Waterproof and Windproof 4 Layer Construction
40 Grams of 3M Thinsulate Insulation
Converts From Mittens to Fingerless Gloves
One Handed Loop for Ease of Removal
Magnetic Clasp for Thumb and Finger Flaps
The PolarBlast’s are convertible, and the mitten portion folds back and is affixed to the back of the glove with neodymium magnets. They are strong and hold the flaps down flat to keep them out of the way when doing fine work, even when wet.
These gloves have glowing reviews in regards to their durability, and for the money, I would recommend these in particular. The only thing they’re missing is a pocket for a hand warmer.
What to Look For in Cold Weather Fishing Gloves
Fly Fishing requires agile and dexterous hands and fingers, particularly when tying small nymphs and midges to tippet. As the temperatures drop, unprotected extremities become clumsy, and attaching nymphs to your line can be a nightmare.
A quality pair of fishing gloves can combat this, and keep stray water droplets off the back of your hands as well. November winds are already blowing, and they can be as detrimental to your hands as freezing water.
Ideally, you should be able to strip, reel, and cast while wearing your cold weather fishing gloves, but not all gloves are sensitive or thin enough to accomplish this.
The convertible mittens reviewed above provide a good synthesis of warmth and dexterity, but I have always been more of a fan of a thinner, full-finger glove for fly fishing applications, like the Simms Gore-Tex Infinium Flex Gloves.
Keeping your hands up and out of the water requires a little extra precaution but is possible with practice, and I opt for water-resistant gloves as opposed to waterproof ones because they tend to be thinner and more sensitive.
Proper Trout Handling In Winter
If you’re lucky enough to hook up with a trout in cold weather, please do your part to ensure a good release with an ungloved hand. The research is pretty definitive at this point that trout need to stay wet, and the coating of slime they produce around their body protects them from infection and disease.
Using a glove to handle a hooked trout, yes, even most tailing gloves, scrapes this slime coating off, causing unnecessary stress on the fish. When fishing at this time of the year, lose the glove when you handle and release the trout.
Please do your part to protect the well-being of the beasts we all appreciate so much, and handle them with care. The adrenaline rush of coming into contact with a trout in the winter is usually enough for me to ignore the cold and guarantee a seamless and safe release of my prey.

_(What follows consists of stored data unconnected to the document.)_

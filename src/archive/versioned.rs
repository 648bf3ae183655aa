//! # Versioned Archive
//!
//! Media packages written to the archive get a fresh version under the
//! content unit's lock:
//!
//! 1. Claim the next version
//! 2. Carry archived elements forward (`copy`), link new ones in (`put`)
//! 3. Rewrite element URIs to `archive://` locators
//! 4. Append the manifest
//!
//! A failure before step 4 removes the partially written version directory.
//! The claimed number is not reused.

use std::fs;
use std::io;
use std::path::{Path, PathBuf};
use std::sync::Arc;

use super::claims::VersionAllocator;
use super::element_store::{ElementStore, ElementStream};
use super::errors::{ArchiveError, ArchiveResult};
use super::mediapackage::MediaPackage;
use super::path::{DeletionSelector, Source, StoragePath};
use super::version::Version;
use crate::lock::ResourceLock;
use crate::observability::{log_event_with_fields, Event, Logger};
use crate::persistence::JsonFile;

/// Archive contract consumed by the ACL engine
pub trait Archive: Send + Sync {
    /// Latest version of a media package
    fn find_latest(&self, id: &str) -> ArchiveResult<Option<MediaPackage>>;

    /// Latest version of every media package of a series
    fn find_latest_by_series(&self, series_id: &str) -> ArchiveResult<Vec<MediaPackage>>;

    /// Store a new version; returns the archived representation
    fn write(&self, mp: &MediaPackage) -> ArchiveResult<MediaPackage>;
}

/// Archive over an element store, a version allocator and manifest files
#[derive(Debug)]
pub struct VersionedArchive {
    organization: String,
    store: Arc<dyn ElementStore>,
    allocator: VersionAllocator,
    locks: ResourceLock<String>,
    manifest_dir: PathBuf,
}

impl VersionedArchive {
    pub fn new(
        organization: impl Into<String>,
        store: Arc<dyn ElementStore>,
        allocator: VersionAllocator,
        manifest_dir: impl AsRef<Path>,
    ) -> Self {
        Self {
            organization: organization.into(),
            store,
            allocator,
            locks: ResourceLock::new(),
            manifest_dir: manifest_dir.as_ref().to_path_buf(),
        }
    }

    pub fn organization(&self) -> &str {
        &self.organization
    }

    /// Every archived version of a media package, oldest first
    pub fn versions(&self, id: &str) -> ArchiveResult<Vec<MediaPackage>> {
        Ok(self.manifest(id)?.load()?)
    }

    /// Open one element of one version
    pub fn get_element(
        &self,
        id: &str,
        version: Version,
        element_id: &str,
    ) -> ArchiveResult<Option<ElementStream>> {
        self.store
            .get(&StoragePath::new(&self.organization, id, version, element_id))
    }

    /// Remove every version of a media package
    pub fn delete(&self, id: &str) -> ArchiveResult<bool> {
        let manifest = self.manifest(id)?;
        self.locks.with_lock(&id.to_string(), || {
            let removed = self
                .store
                .delete(&DeletionSelector::all(&self.organization, id))?;
            match fs::remove_file(manifest.path()) {
                Ok(()) => Ok(true),
                Err(e) if e.kind() == io::ErrorKind::NotFound => Ok(removed),
                Err(e) => Err(ArchiveError::io(
                    format!("cannot remove {}", manifest.path().display()),
                    e,
                )),
            }
        })
    }

    fn manifest(&self, id: &str) -> ArchiveResult<JsonFile<Vec<MediaPackage>>> {
        // Validates the id as a path segment
        StoragePath::new(&self.organization, id, Version::FIRST, "manifest").validate()?;
        Ok(JsonFile::new(self.manifest_dir.join(format!("{}.json", id))))
    }

    fn write_locked(&self, mp: &MediaPackage) -> ArchiveResult<MediaPackage> {
        let manifest = self.manifest(&mp.id)?;
        let version = self.allocator.claim_next(&mp.id)?;

        let result = self.store_elements(mp, version).and_then(|archived| {
            let mut history = manifest.load()?;
            history.push(archived.clone());
            manifest.save(&history)?;
            Ok(archived)
        });

        if result.is_err() {
            let partial = DeletionSelector::version(&self.organization, &mp.id, version);
            if let Err(e) = self.store.delete(&partial) {
                let dir = format!("{}/{}/{}", self.organization, mp.id, version);
                Logger::error(
                    Event::ElementStoreFailed.as_str(),
                    &[
                        ("dir", dir.as_str()),
                        ("error", e.to_string().as_str()),
                        ("mediapackage", mp.id.as_str()),
                        ("stage", "cleanup"),
                    ],
                );
            }
        }
        result
    }

    fn store_elements(&self, mp: &MediaPackage, version: Version) -> ArchiveResult<MediaPackage> {
        let mut archived = mp.clone();
        archived.version = Some(version);

        for element in archived.elements.iter_mut() {
            let target = StoragePath::new(&self.organization, &mp.id, version, &element.id);

            match StoragePath::from_uri(&element.uri) {
                Some(from) => {
                    if from.organization_id != self.organization {
                        return Err(ArchiveError::Unauthorized(format!(
                            "element {} belongs to organization {}",
                            element.id, from.organization_id
                        )));
                    }
                    if !self.store.copy(&from, &target)? {
                        return Err(ArchiveError::SourceNotFound(element.uri.clone()));
                    }
                }
                None => self.store.put(&target, &Source::new(element.uri.as_str()))?,
            }
            element.uri = target.to_uri();
        }
        Ok(archived)
    }
}

impl Archive for VersionedArchive {
    fn find_latest(&self, id: &str) -> ArchiveResult<Option<MediaPackage>> {
        Ok(self.versions(id)?.pop())
    }

    fn find_latest_by_series(&self, series_id: &str) -> ArchiveResult<Vec<MediaPackage>> {
        let entries = match fs::read_dir(&self.manifest_dir) {
            Ok(entries) => entries,
            Err(e) if e.kind() == io::ErrorKind::NotFound => return Ok(Vec::new()),
            Err(e) => {
                return Err(ArchiveError::io(
                    format!("cannot list {}", self.manifest_dir.display()),
                    e,
                ))
            }
        };

        let mut found = Vec::new();
        for entry in entries {
            let path = entry
                .map_err(|e| ArchiveError::io("cannot list manifests", e))?
                .path();
            if path.extension().and_then(|e| e.to_str()) != Some("json") {
                continue;
            }
            let latest = JsonFile::<Vec<MediaPackage>>::new(&path).load()?.pop();
            if let Some(mp) = latest {
                if mp.series_id.as_deref() == Some(series_id) {
                    found.push(mp);
                }
            }
        }
        found.sort_by(|a, b| a.id.cmp(&b.id));
        Ok(found)
    }

    fn write(&self, mp: &MediaPackage) -> ArchiveResult<MediaPackage> {
        let archived = self
            .locks
            .with_lock(&mp.id, || self.write_locked(mp))
            .map_err(|e| {
                Logger::error(
                    Event::ElementStoreFailed.as_str(),
                    &[("mediapackage", mp.id.as_str()), ("error", e.to_string().as_str())],
                );
                e
            })?;

        let version = archived
            .version
            .map(|v| v.to_string())
            .unwrap_or_default();
        log_event_with_fields(
            Event::ArchiveWrite,
            &[
                ("elements", archived.elements.len().to_string().as_str()),
                ("mediapackage", archived.id.as_str()),
                ("version", version.as_str()),
            ],
        );
        Ok(archived)
    }
}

Don’t worry, your hands will warm up eventually, and no one said fly fishing in the winter was easy work!!
Conclusion/Reeling it in
When I started fishing in the winter, my “cold weather fishing gloves” consisted of several pairs of cheap cotton full-finger gloves that I would snip short for knots and fly application, and change out as they got wet and cold.
This is a hassle and on more than one occasion a glove would end up floating down the stream due to my own error, or I would spend many exasperated minutes out on the water trying to extricate a fly from the cotton material.
The gloves reviewed here are well made for fly fishing and simplify the hurdles that a cold weather fisherman faces while angling at a time of the year when many are more concerned with deer or resigned to stay indoors until Spring.
Protect your hands well this year, frostbite is a very real and serious possibility when outdoors in cold temperatures, especially when water is added to the mix.